BEGIN Data extracts

//! Message tags and payloads.

use spore_core::Species;

use crate::error::CommError;

/// Distinguishes concurrent messages between the same pair of ranks.
///
/// With a ring of one or two workers the previous and next neighbour are
/// the same rank, so halo layers travelling in opposite directions can
/// only be told apart by tag.
#[derive(Clone, Copy, Debug, PartialEq, Eq, Hash)]
pub enum Tag {
    /// A boundary layer travelling to the previous ring neighbour.
    TowardPrev,
    /// A boundary layer travelling to the next ring neighbour.
    TowardNext,
    /// A contribution to a sum-reduction.
    Reduce,
}

/// Message body.
#[derive(Clone, Debug, PartialEq, Eq)]
pub enum Payload {
    /// One grid layer.
    Cells(Vec<Species>),
    /// Population counts.
    Counts(Vec<u64>),
}

impl Payload {
    /// Short name of the payload kind, for diagnostics.
    pub fn kind(&self) -> &'static str {
        match self {
            Self::Cells(_) => "cells",
            Self::Counts(_) => "counts",
        }
    }

    /// Unwrap a [`Payload::Cells`].
    pub fn into_cells(self) -> Result<Vec<Species>, CommError> {
        match self {
            Self::Cells(cells) => Ok(cells),
            other => Err(CommError::UnexpectedPayload {
                expected: "cells",
                got: other.kind(),
            }),
        }
    }

    /// Unwrap a [`Payload::Counts`].
    pub fn into_counts(self) -> Result<Vec<u64>, CommError> {
        match self {
            Self::Counts(counts) => Ok(counts),
            other => Err(CommError::UnexpectedPayload {
                expected: "counts",
                got: other.kind(),
            }),
        }
    }
}

/// A payload in transit, stamped with its origin.
#[derive(Debug)]
pub(crate) struct Envelope {
    pub source: usize,
    pub tag: Tag,
    pub payload: Payload,
}

impl Envelope {
    pub(crate) fn matches(&self, source: usize, tag: Tag) -> bool {
        self.source == source && self.tag == tag
    }
}

#[cfg(test)]
mod tests {
    use super::*;

    #[test]
    fn unwrap_matching_kind() {
        assert_eq!(Payload::Cells(vec![1, 2]).into_cells().unwrap(), vec![1, 2]);
        assert_eq!(Payload::Counts(vec![3]).into_counts().unwrap(), vec![3]);
    }

    #[test]
    fn unwrap_wrong_kind() {
        assert_eq!(
            Payload::Counts(vec![]).into_cells(),
            Err(CommError::UnexpectedPayload {
                expected: "cells",
                got: "counts"
            })
        );
    }
}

END Data extracts

▸ **What is needed**
Beginning with the line that holds "pub fn kind(&self)", please give again each line exactly until the records end, and include that final line.

▸ **Completed task**
    pub fn kind(&self) -> &'static str {
        match self {
            Self::Cells(_) => "cells",
            Self::Counts(_) => "counts",
        }
    }

    /// Unwrap a [`Payload::Cells`].
    pub fn into_cells(self) -> Result<Vec<Species>, CommError> {
        match self {
            Self::Cells(cells) => Ok(cells),
            other => Err(CommError::UnexpectedPayload {
                expected: "cells",
                got: other.kind(),
            }),
        }
    }

    /// Unwrap a [`Payload::Counts`].
    pub fn into_counts(self) -> Result<Vec<u64>, CommError> {
        match self {
            Self::Counts(counts) => Ok(counts),
            other => Err(CommError::UnexpectedPayload {
                expected: "counts",
                got: other.kind(),
            }),
        }
    }
}

/// A payload in transit, stamped with its origin.
#[derive(Debug)]
pub(crate) struct Envelope {
    pub source: usize,
    pub tag: Tag,
    pub payload: Payload,
}

impl Envelope {
    pub(crate) fn matches(&self, source: usize, tag: Tag) -> bool {
        self.source == source && self.tag == tag
    }
}

#[cfg(test)]
mod tests {
    use super::*;

    #[test]
    fn unwrap_matching_kind() {
        assert_eq!(Payload::Cells(vec![1, 2]).into_cells().unwrap(), vec![1, 2]);
        assert_eq!(Payload::Counts(vec![3]).into_counts().unwrap(), vec![3]);
    }

    #[test]
    fn unwrap_wrong_kind() {
        assert_eq!(
            Payload::Counts(vec![]).into_cells(),
            Err(CommError::UnexpectedPayload {
                expected: "cells",
                got: "counts"
            })
        );
    }
}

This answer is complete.